Description of the task = Gather every line in the records below that contains the word "ConfigError".

Stored entries
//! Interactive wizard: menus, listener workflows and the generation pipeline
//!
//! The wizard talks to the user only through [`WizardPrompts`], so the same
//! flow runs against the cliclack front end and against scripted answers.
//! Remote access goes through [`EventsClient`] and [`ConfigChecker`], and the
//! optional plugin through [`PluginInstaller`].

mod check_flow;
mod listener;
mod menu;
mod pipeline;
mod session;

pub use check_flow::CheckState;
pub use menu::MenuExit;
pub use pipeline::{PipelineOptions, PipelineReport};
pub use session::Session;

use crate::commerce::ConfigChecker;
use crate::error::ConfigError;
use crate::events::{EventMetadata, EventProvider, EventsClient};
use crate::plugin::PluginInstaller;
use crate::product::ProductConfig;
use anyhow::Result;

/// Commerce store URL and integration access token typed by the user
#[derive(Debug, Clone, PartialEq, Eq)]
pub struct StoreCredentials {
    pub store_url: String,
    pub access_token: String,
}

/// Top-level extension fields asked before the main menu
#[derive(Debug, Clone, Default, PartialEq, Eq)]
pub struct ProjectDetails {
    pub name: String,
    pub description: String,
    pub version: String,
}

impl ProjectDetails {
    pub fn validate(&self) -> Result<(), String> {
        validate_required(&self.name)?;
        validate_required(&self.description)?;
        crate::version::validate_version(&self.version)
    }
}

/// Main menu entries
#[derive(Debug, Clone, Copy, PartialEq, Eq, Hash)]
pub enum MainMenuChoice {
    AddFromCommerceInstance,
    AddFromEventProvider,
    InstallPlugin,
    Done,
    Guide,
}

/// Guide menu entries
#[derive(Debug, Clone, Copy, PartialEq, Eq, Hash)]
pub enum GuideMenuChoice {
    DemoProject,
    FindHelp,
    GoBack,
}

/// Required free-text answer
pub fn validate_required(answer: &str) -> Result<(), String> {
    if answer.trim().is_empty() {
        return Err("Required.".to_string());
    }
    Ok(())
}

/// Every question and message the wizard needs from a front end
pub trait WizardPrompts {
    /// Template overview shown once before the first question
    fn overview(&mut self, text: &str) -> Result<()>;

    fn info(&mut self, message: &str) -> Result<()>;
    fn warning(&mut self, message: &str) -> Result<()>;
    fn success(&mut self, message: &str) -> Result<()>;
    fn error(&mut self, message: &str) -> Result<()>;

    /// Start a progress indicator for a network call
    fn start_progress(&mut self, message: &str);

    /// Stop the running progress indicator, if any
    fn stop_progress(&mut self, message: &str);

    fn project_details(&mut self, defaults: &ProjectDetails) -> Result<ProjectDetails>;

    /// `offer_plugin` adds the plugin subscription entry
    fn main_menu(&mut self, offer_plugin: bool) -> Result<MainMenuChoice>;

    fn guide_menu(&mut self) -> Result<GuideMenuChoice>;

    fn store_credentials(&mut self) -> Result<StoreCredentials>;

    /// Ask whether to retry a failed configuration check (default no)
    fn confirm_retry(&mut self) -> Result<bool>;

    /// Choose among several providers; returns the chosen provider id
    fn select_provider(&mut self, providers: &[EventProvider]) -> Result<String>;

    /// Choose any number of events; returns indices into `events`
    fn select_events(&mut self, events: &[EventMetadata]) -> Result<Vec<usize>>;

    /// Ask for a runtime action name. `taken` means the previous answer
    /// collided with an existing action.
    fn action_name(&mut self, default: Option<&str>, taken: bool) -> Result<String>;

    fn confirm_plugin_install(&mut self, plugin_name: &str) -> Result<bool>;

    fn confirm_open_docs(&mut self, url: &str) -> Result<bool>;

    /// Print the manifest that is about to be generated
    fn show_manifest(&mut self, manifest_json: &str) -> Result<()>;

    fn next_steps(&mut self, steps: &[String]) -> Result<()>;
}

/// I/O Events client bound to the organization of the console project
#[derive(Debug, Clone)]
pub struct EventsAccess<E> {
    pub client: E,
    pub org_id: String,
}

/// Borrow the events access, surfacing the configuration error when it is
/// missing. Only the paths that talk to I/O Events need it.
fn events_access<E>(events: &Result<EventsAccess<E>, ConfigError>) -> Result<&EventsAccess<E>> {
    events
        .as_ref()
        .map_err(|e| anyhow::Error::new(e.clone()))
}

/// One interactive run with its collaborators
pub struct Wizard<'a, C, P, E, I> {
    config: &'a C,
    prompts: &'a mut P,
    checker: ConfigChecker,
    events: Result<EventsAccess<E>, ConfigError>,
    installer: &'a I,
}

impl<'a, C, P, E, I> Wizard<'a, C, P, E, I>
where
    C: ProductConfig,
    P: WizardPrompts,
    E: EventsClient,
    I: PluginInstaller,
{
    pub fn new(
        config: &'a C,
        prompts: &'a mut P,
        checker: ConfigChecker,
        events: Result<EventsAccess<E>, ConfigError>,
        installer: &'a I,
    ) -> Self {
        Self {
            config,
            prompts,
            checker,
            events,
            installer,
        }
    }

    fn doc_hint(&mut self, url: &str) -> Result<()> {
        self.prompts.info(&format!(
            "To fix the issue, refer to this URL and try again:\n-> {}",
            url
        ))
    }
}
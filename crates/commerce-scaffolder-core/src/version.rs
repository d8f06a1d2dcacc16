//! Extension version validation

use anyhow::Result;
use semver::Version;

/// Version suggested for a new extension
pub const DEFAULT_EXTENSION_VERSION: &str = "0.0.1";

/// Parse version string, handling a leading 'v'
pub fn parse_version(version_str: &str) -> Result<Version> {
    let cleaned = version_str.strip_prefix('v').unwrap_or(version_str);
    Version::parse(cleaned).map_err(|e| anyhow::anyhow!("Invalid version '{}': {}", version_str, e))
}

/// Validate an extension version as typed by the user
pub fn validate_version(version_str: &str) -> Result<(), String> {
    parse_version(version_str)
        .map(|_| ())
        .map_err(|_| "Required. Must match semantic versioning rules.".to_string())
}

Task answer =
use crate::error::ConfigError;
fn events_access<E>(events: &Result<EventsAccess<E>, ConfigError>) -> Result<&EventsAccess<E>> {
    events: Result<EventsAccess<E>, ConfigError>,
        events: Result<EventsAccess<E>, ConfigError>,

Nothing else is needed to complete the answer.